February 22, 2013
Reprising a march they held last fall, parents and community leaders stood outside P.S. 64 Pura Belpre with signs and mock sirens and declared a “state of emergency” in District 9 Thursday evening just before a public hearing about whether the South Bronx school should be phased out.
Local residents agreed on two things: P.S. 64 remains a failing school, and they are also frustrated with the Department of Education. But they had different views on what to do next.
Everybody, including department officials, recognizes that P.S. 64 is in need of a fresh start. At the hearing, parents complained that their children almost never come home with homework, that administrators are nearly impossible to reach on the phone, and that teachers are incompetent. But while some accept that the school is beyond salvation and want the department to provide a better setting for current students, others in the community think a total closure is a bad idea.
Marilyn Espada, a P.S. 64 parent on the district Community Education Council, echoed the cynicism shared by many when she spoke out against the phase-out. The DOE wants to put two smaller schools in P.S. 64’s place, but Espada said she did not think they would be any different.
“It basically goes back to square one – another failing school,” Espada said.
Edna Wilson, one of the women protesting before the meeting, stood next to her granddaughter, third grader Gianee, and said she didn’t think Gianee would be ready for her annual state tests. Wilson isn’t fighting the phase-out, but she said she is very concerned about what will be done immediately to help the students who will remain at P.S. 64 as it shrinks over time.
“If the school closes, I want to know what they’re going to do from now until June,” said Wilson, who plans to transfer Gianee to another school next year. “Because right now, they act like they don’t care.”
The department recently announced that it would give first crack at vacant seats in higher-performing schools to students in schools that are in the process of closing. When he briefed reporters about the new policy, Deputy Chancellor Marc Sternberg said part of the inspiration for the change was a conversation he had with parents at P.S. 64.
Only 18 percent of students at P.S. 64, which serves kindergarten through fifth grade, are at grade level in English. Twenty-seven percent are at grade-level in math. The New York State Education Department designated P.S. 64 a “Priority” school, meaning it is in the bottom 5 percent of schools statewide.
Instruction at P.S. 64 is in both English and Spanish. Almost half of the 884 students are English Language Learners. Over a dozen parents spoke, and about half of them spoke in Spanish. Many in the audience, composed of over 50 people, listened through headphones as a man in front translated the proceedings into Spanish for them. Some mothers cried as they pleaded with the department to put improve schools in District 9.
“I don’t think it’s fair for my son to go through this at this age,” said P.S. 64 parent Maria Hernandez, addressing Deputy Chancellor Corinne Rello-Anselmi, who sat at the front with Espada and other department officials.
Mother after mother told horror stories about P.S. 64 and the need for a significant change, and Rello-Anselmi tried at the end of the meeting to parlay those sentiments into support for a phase-out.

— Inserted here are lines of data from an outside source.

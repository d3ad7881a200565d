use std::fs;
use std::path::Path;

use serde::de::DeserializeOwned;
use serde::{Deserialize, Serialize};

use crate::models::FilterError;

/// Priority given to filters attached without an explicit one
pub const DEFAULT_PRIORITY: i32 = 1000;

/// Chain configuration
///
/// ```ignore
/// {
///   "filters": [
///     { "name": "StripTags", "options": { "allowTags": ["b"] } },
///     { "name": "StringToUpper", "priority": 2000 }
///   ]
/// }
/// ```
#[derive(Debug, Clone, Default, Serialize, Deserialize)]
#[serde(rename_all = "camelCase")]
pub struct ChainSpec {
    #[serde(default)]
    pub filters: Vec<FilterSpec>,
}

/// A named filter with its construction options
#[derive(Debug, Clone, Serialize, Deserialize)]
#[serde(rename_all = "camelCase")]
pub struct FilterSpec {
    pub name: String,
    #[serde(default = "empty_options")]
    pub options: serde_json::Value,
    #[serde(default)]
    pub priority: Option<i32>,
}

impl FilterSpec {
    pub fn new(name: impl Into<String>) -> Self {
        Self {
            name: name.into(),
            options: empty_options(),
            priority: None,
        }
    }

    pub fn with_options(mut self, options: serde_json::Value) -> Self {
        self.options = options;
        self
    }

    pub fn with_priority(mut self, priority: i32) -> Self {
        self.priority = Some(priority);
        self
    }

    pub fn priority_or_default(&self) -> i32 {
        self.priority.unwrap_or(DEFAULT_PRIORITY)
    }
}

impl ChainSpec {
    pub fn from_json_str(json: &str) -> Result<Self, FilterError> {
        serde_json::from_str(json)
            .map_err(|e| FilterError::InvalidConfig(format!("Invalid chain specification: {}", e)))
    }

    pub fn from_path(path: &Path) -> Result<Self, FilterError> {
        let json = fs::read_to_string(path).map_err(|e| {
            FilterError::InvalidConfig(format!(
                "Failed to read chain specification {}: {}",
                path.display(),
                e
            ))
        })?;
        Self::from_json_str(&json)
    }
}

pub fn empty_options() -> serde_json::Value {
    serde_json::Value::Object(serde_json::Map::new())
}

/// Deserialize a filter's options, treating `null` as "all defaults"
pub fn parse_options<T: DeserializeOwned>(
    filter_name: &str,
    options: serde_json::Value,
) -> Result<T, FilterError> {
    let options = if options.is_null() { empty_options() } else { options };
    serde_json::from_value(options)
        .map_err(|e| FilterError::InvalidConfig(format!("Invalid options for {}: {}", filter_name, e)))
}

“We agree that a school is more than brick and mortar,” Rello-Anselmi said. “It’s what’s in it. It’s the community. … But we can no longer wait.”
State Assemblywoman Vanessa Gibson arrived halfway through the meeting. She said everybody, including the department and other policymakers, must take blame for P.S. 64’s failures and thanked the parents present for speaking out. She also said tat she agrees that P.S. 64 is in need of new leadership – she made a point to say Principal Tara O’Brien is “struggling” – but stopped short of supporting a full phase-out.
“School closures are not always the answer,” Gibson said after the hearing, echoing comments that local legislators have made increasingly often as the Bloomberg administration winds to a close. “And sometimes it feels like that’s all the department looks at.”